Deuxièmement, la place occupée par l’adaptation en Afrique a été structurée par les modalités de son émergence comme option des politiques climatiques ainsi que les progrès réalisés en la matière dans le contexte des négociations de la Convention Cadre des Nations Unies pour les Changements Climatiques (CCNUCC). L’adaptation et l’atténuation sont effectivement les deux stratégies envisagées dans le cadre des politiques climatiques, mais leurs degrés d’opérationnalisation respectifs sont restés très inégaux. La CCNUCC ayant clairement donné la priorité à l’atténuation dans la définition des actions à mener en faveur du climat, les avancées les plus importantes ont principalement concerné l’organisation de la réduction des émissions. Ce cap fixé par la Convention a favorisé le développement de différents types d’options et d’architectures alternatives pour organiser la participation de l’Afrique à la réduction des émissions au niveau global. Par contre, rien de comparable sur la gestion des impacts et l’adaptation n’a émergé des négociations internationales. Les progrès générés par le processus des négociations sont apparus beaucoup plus laborieux et les politiques d’adaptation ont gardé une place marginale dans l’architecture des accords internationaux, même si leur importance s’est progressivement consolidée. Cet état de fait s’est matérialisé par des revendications constantes des pays africains à qui les changements climatiques imposent un impératif urgent de s’adapter compte tenu des conséquences graves déjà visibles sur le continent.

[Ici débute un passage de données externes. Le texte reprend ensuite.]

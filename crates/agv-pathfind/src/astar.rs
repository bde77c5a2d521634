//! Deterministic A* search on a cell grid.
//!
//! The search is 4-connected, honours a transient blocked overlay without
//! mutating the grid, and is bounded by a configurable expansion cap.
//!
//! # Example
//!
//! ```
//! use agv_grid::{CellCoord, CellGrid};
//! use agv_pathfind::GridAStar;
//! use agv_types::PlannerConfig;
//! use hashbrown::HashSet;
//!
//! let grid = CellGrid::new(10, 10, 1.0);
//! let planner = GridAStar::new(&grid, PlannerConfig::default());
//!
//! let path = planner
//!     .find(CellCoord::new(0, 0), CellCoord::new(3, 0), &HashSet::new())
//!     .unwrap();
//! assert_eq!(path.len(), 4);
//! ```

use std::cmp::Ordering;
use std::collections::BinaryHeap;

use hashbrown::{HashMap, HashSet};
use tracing::debug;

use agv_grid::{CellCoord, CellGrid};
use agv_types::{CellPath, PlannerConfig, PlanningError};

use crate::heuristics::{move_cost, step_heuristic};

/// An open-set entry. Ordered as a min-heap on `(f, h, seq)`: lowest
/// estimated total first, lower heuristic on ties, then insertion order —
/// which makes the expansion sequence fully deterministic.
#[derive(Debug, Clone, Copy, PartialEq, Eq)]
struct OpenEntry {
    f: u64,
    h: u64,
    seq: u64,
    coord: CellCoord,
}

impl PartialOrd for OpenEntry {
    fn partial_cmp(&self, other: &Self) -> Option<Ordering> {
        Some(self.cmp(other))
    }
}

impl Ord for OpenEntry {
    fn cmp(&self, other: &Self) -> Ordering {
        // Reversed: BinaryHeap is a max-heap and we want the smallest key.
        (other.f, other.h, other.seq).cmp(&(self.f, self.h, self.seq))
    }
}

/// A* pathfinder over a borrowed [`CellGrid`].
///
/// The planner is pure: it never mutates the grid, and transient blocks
/// are passed per call as an overlay set.
pub struct GridAStar<'a> {
    grid: &'a CellGrid,
    config: PlannerConfig,
}

impl<'a> GridAStar<'a> {
    /// Creates a planner for the given grid and configuration.
    #[must_use]
    pub const fn new(grid: &'a CellGrid, config: PlannerConfig) -> Self {
        Self { grid, config }
    }

    /// Returns the planner configuration.
    #[must_use]
    pub const fn config(&self) -> &PlannerConfig {
        &self.config
    }

    fn is_open(&self, coord: CellCoord, blocked: &HashSet<CellCoord>) -> bool {
        self.grid.is_walkable(coord) && !blocked.contains(&coord)
    }

    /// Finds the cheapest 4-connected path from `start` to `goal`,
    /// treating every cell in `blocked` as unwalkable.
    ///
    /// # Errors
    ///
    /// - [`PlanningError::StartBlocked`] / [`PlanningError::GoalBlocked`]
    ///   when an endpoint is unwalkable or in the overlay
    /// - [`PlanningError::NoPathFound`] when the free space is disconnected
    /// - [`PlanningError::SearchExhausted`] when the expansion cap is hit
    ///
    /// # Example
    ///
    /// ```
    /// use agv_grid::{CellCoord, CellGrid};
    /// use agv_pathfind::GridAStar;
    /// use agv_types::PlannerConfig;
    /// use hashbrown::HashSet;
    ///
    /// let grid = CellGrid::new(5, 5, 1.0);
    /// let planner = GridAStar::new(&grid, PlannerConfig::default());
    ///
    /// // Block the direct route; the path detours around it
    /// let blocked: HashSet<_> = [CellCoord::new(1, 0)].into_iter().collect();
    /// let path = planner
    ///     .find(CellCoord::new(0, 0), CellCoord::new(2, 0), &blocked)
    ///     .unwrap();
    /// assert_eq!(path.len(), 5);
    /// assert!(!path.cells().contains(&CellCoord::new(1, 0)));
    /// ```
    pub fn find(
        &self,
        start: CellCoord,
        goal: CellCoord,
        blocked: &HashSet<CellCoord>,
    ) -> Result<CellPath, PlanningError> {
        if !self.is_open(start, blocked) {
            return Err(PlanningError::StartBlocked(start));
        }
        if !self.is_open(goal, blocked) {
            return Err(PlanningError::GoalBlocked(goal));
        }
        if start == goal {
            return Ok(CellPath::single(start));
        }

        let mut open = BinaryHeap::new();
        let mut g_score: HashMap<CellCoord, u64> = HashMap::new();
        let mut parent: HashMap<CellCoord, CellCoord> = HashMap::new();
        let mut seq: u64 = 0;

        g_score.insert(start, 0);
        open.push(OpenEntry {
            f: step_heuristic(start, goal),
            h: step_heuristic(start, goal),
            seq,
            coord: start,
        });

        let mut expansions: usize = 0;
        while let Some(entry) = open.pop() {
            let current = entry.coord;
            let current_g = entry.f - entry.h;

            // Stale entry: a cheaper route to this cell was found after
            // this one was pushed.
            if g_score.get(&current).copied().unwrap_or(u64::MAX) < current_g {
                continue;
            }

            if current == goal {
                return Ok(retrace(&parent, start, goal));
            }

            expansions += 1;
            if expansions >= self.config.max_expansions() {
                debug!(
                    expansions,
                    ?start,
                    ?goal,
                    "search hit its expansion cap"
                );
                return Err(PlanningError::SearchExhausted { expansions });
            }

            for neighbour in self.grid.neighbours(current) {
                if !self.is_open(neighbour, blocked) {
                    continue;
                }
                let tentative = current_g + move_cost(self.grid.traversal_cost(neighbour));
                if tentative < g_score.get(&neighbour).copied().unwrap_or(u64::MAX) {
                    g_score.insert(neighbour, tentative);
                    parent.insert(neighbour, current);
                    let h = step_heuristic(neighbour, goal);
                    seq += 1;
                    open.push(OpenEntry {
                        f: tentative + h,
                        h,
                        seq,
                        coord: neighbour,
                    });
                }
            }
        }

        Err(PlanningError::NoPathFound { start, goal })
    }
}

/// Walks parent pointers goal → start, then reverses.
fn retrace(parent: &HashMap<CellCoord, CellCoord>, start: CellCoord, goal: CellCoord) -> CellPath {
    let mut cells = vec![goal];
    let mut current = goal;
    while current != start {
        match parent.get(&current) {
            Some(&prev) => {
                cells.push(prev);
                current = prev;
            }
            None => break,
        }
    }
    cells.reverse();
    CellPath::from_cells(cells).unwrap_or_else(|| CellPath::single(start))
}

/// Convenience function for one-off searches.
///
/// # Errors
///
/// Same failure modes as [`GridAStar::find`].
///
/// # Example
///
/// ```
/// use agv_grid::{CellCoord, CellGrid};
/// use agv_pathfind::find_path;
/// use agv_types::PlannerConfig;
/// use hashbrown::HashSet;
///
/// let grid = CellGrid::new(10, 10, 1.0);
/// let path = find_path(
///     &grid,
///     CellCoord::new(0, 0),
///     CellCoord::new(0, 9),
///     &HashSet::new(),
///     &PlannerConfig::default(),
/// )
/// .unwrap();
/// assert_eq!(path.len(), 10);
/// ```
pub fn find_path(
    grid: &CellGrid,
    start: CellCoord,
    goal: CellCoord,
    blocked: &HashSet<CellCoord>,
    config: &PlannerConfig,
) -> Result<CellPath, PlanningError> {
    GridAStar::new(grid, config.clone()).find(start, goal, blocked)
}

#[cfg(test)]
#[allow(clippy::unwrap_used)]
mod tests {
    use super::*;

    fn empty_grid() -> CellGrid {
        CellGrid::new(10, 10, 1.0)
    }

    fn no_blocks() -> HashSet<CellCoord> {
        HashSet::new()
    }

    #[test]
    fn test_straight_line() {
        let grid = empty_grid();
        let planner = GridAStar::new(&grid, PlannerConfig::default());
        let path = planner
            .find(CellCoord::new(0, 0), CellCoord::new(5, 0), &no_blocks())
            .unwrap();
        assert_eq!(path.len(), 6);
        assert_eq!(path.first(), CellCoord::new(0, 0));
        assert_eq!(path.last(), CellCoord::new(5, 0));
        assert!(path.is_contiguous());
    }

    #[test]
    fn test_trivial_path() {
        let grid = empty_grid();
        let planner = GridAStar::new(&grid, PlannerConfig::default());
        let coord = CellCoord::new(4, 4);
        let path = planner.find(coord, coord, &no_blocks()).unwrap();
        assert_eq!(path.len(), 1);
    }

    #[test]
    fn test_l_shaped_path_is_optimal() {
        let grid = empty_grid();
        let planner = GridAStar::new(&grid, PlannerConfig::default());
        let path = planner
            .find(CellCoord::new(0, 0), CellCoord::new(3, 4), &no_blocks())
            .unwrap();
        // Optimal length on a 4-connected grid is Manhattan + 1 cells.
        assert_eq!(path.len(), 8);
        assert!(path.is_contiguous());
    }

    #[test]
    fn test_detour_around_wall() {
        let mut grid = empty_grid();
        // Wall across x=5 with a gap at y=9
        for y in 0..9 {
            grid.set_walkable(CellCoord::new(5, y), false);
        }
        let planner = GridAStar::new(&grid, PlannerConfig::default());
        let path = planner
            .find(CellCoord::new(0, 0), CellCoord::new(9, 0), &no_blocks())
            .unwrap();
        assert!(path.cells().contains(&CellCoord::new(5, 9)));
        assert!(path.len() > 10);
        assert!(path.is_contiguous());
    }

    #[test]
    fn test_blocked_overlay_not_grid_mutation() {
        let grid = empty_grid();
        let planner = GridAStar::new(&grid, PlannerConfig::default());
        let blocked: HashSet<_> = [CellCoord::new(1, 0), CellCoord::new(0, 1)]
            .into_iter()
            .collect();
        let result = planner.find(CellCoord::new(0, 0), CellCoord::new(2, 0), &blocked);
        // Start is boxed in by the overlay
        assert!(matches!(result, Err(PlanningError::NoPathFound { .. })));
        // The grid itself was never touched
        assert!(grid.is_walkable(CellCoord::new(1, 0)));
    }

    #[test]
    fn test_start_and_goal_blocked() {
        let mut grid = empty_grid();
        grid.set_walkable(CellCoord::new(0, 0), false);
        let planner = GridAStar::new(&grid, PlannerConfig::default());
        assert!(matches!(
            planner.find(CellCoord::new(0, 0), CellCoord::new(5, 0), &no_blocks()),
            Err(PlanningError::StartBlocked(_))
        ));

        let overlay: HashSet<_> = [CellCoord::new(5, 0)].into_iter().collect();
        assert!(matches!(
            planner.find(CellCoord::new(1, 0), CellCoord::new(5, 0), &overlay),
            Err(PlanningError::GoalBlocked(_))
        ));
    }

    #[test]
    fn test_no_path_when_disconnected() {
        let mut grid = empty_grid();
        for y in 0..10 {
            grid.set_walkable(CellCoord::new(4, y), false);
        }
        let planner = GridAStar::new(&grid, PlannerConfig::default());
        let result = planner.find(CellCoord::new(0, 0), CellCoord::new(9, 0), &no_blocks());
        assert!(matches!(result, Err(PlanningError::NoPathFound { .. })));
    }

    #[test]
    fn test_expansion_cap() {
        let grid = CellGrid::new(100, 100, 1.0);
        let planner = GridAStar::new(&grid, PlannerConfig::default().with_max_expansions(10));
        let result = planner.find(CellCoord::new(0, 0), CellCoord::new(99, 99), &no_blocks());
        assert!(matches!(
            result,
            Err(PlanningError::SearchExhausted { .. })
        ));
    }

    #[test]
    fn test_traversal_cost_steers_the_path() {
        let mut grid = CellGrid::new(3, 3, 1.0);
        // Make the middle column expensive; the cheap route goes around it.
        for y in 0..3 {
            grid.set_traversal_cost(CellCoord::new(1, y), 10);
        }
        grid.set_traversal_cost(CellCoord::new(1, 2), 1);
        let planner = GridAStar::new(&grid, PlannerConfig::default());
        let path = planner
            .find(CellCoord::new(0, 0), CellCoord::new(2, 0), &no_blocks())
            .unwrap();
        // 6 cheap steps beat 2 steps through a cost-10 cell.
        assert!(path.cells().contains(&CellCoord::new(1, 2)));
    }

    #[test]
    fn test_determinism() {
        let mut grid = empty_grid();
        grid.set_walkable(CellCoord::new(3, 3), false);
        grid.set_walkable(CellCoord::new(6, 2), false);
        let planner = GridAStar::new(&grid, PlannerConfig::default());
        let a = planner
            .find(CellCoord::new(0, 0), CellCoord::new(9, 9), &no_blocks())
            .unwrap();
        let b = planner
            .find(CellCoord::new(0, 0), CellCoord::new(9, 9), &no_blocks())
            .unwrap();
        assert_eq!(a, b);
    }

    #[test]
    fn test_find_path_convenience() {
        let grid = empty_grid();
        let path = find_path(
            &grid,
            CellCoord::new(2, 2),
            CellCoord::new(2, 7),
            &no_blocks(),
            &PlannerConfig::default(),
        )
        .unwrap();
        assert_eq!(path.len(), 6);
    }
}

Troisièmement, l’adaptation est une nécessité qui concerne au premier chef les pays les plus vulnérables. De ce fait, les pays africains caractérisés par leur capacité d’adaptation et de résilience très limitées, devraient a priori s’approprier l’urgence d’aménager des conditions favorables pour une amélioration de leur accès aux financements internationaux disponibles à cet effet. En effet, pour s’adapter au changement climatique l’Afrique a besoin d’accéder aux financements internationaux disponibles. Mais à l’observation, l’Afrique fait face à des contraintes spécifiques qui limitent son accès aux financements internationaux des politiques d’adaptation. Ces contraintes appellent des ajustements importants qui pourraient faciliter la captation des ressources disponibles sur le plan international pour le financement des politiques d’adaptation sur le continent.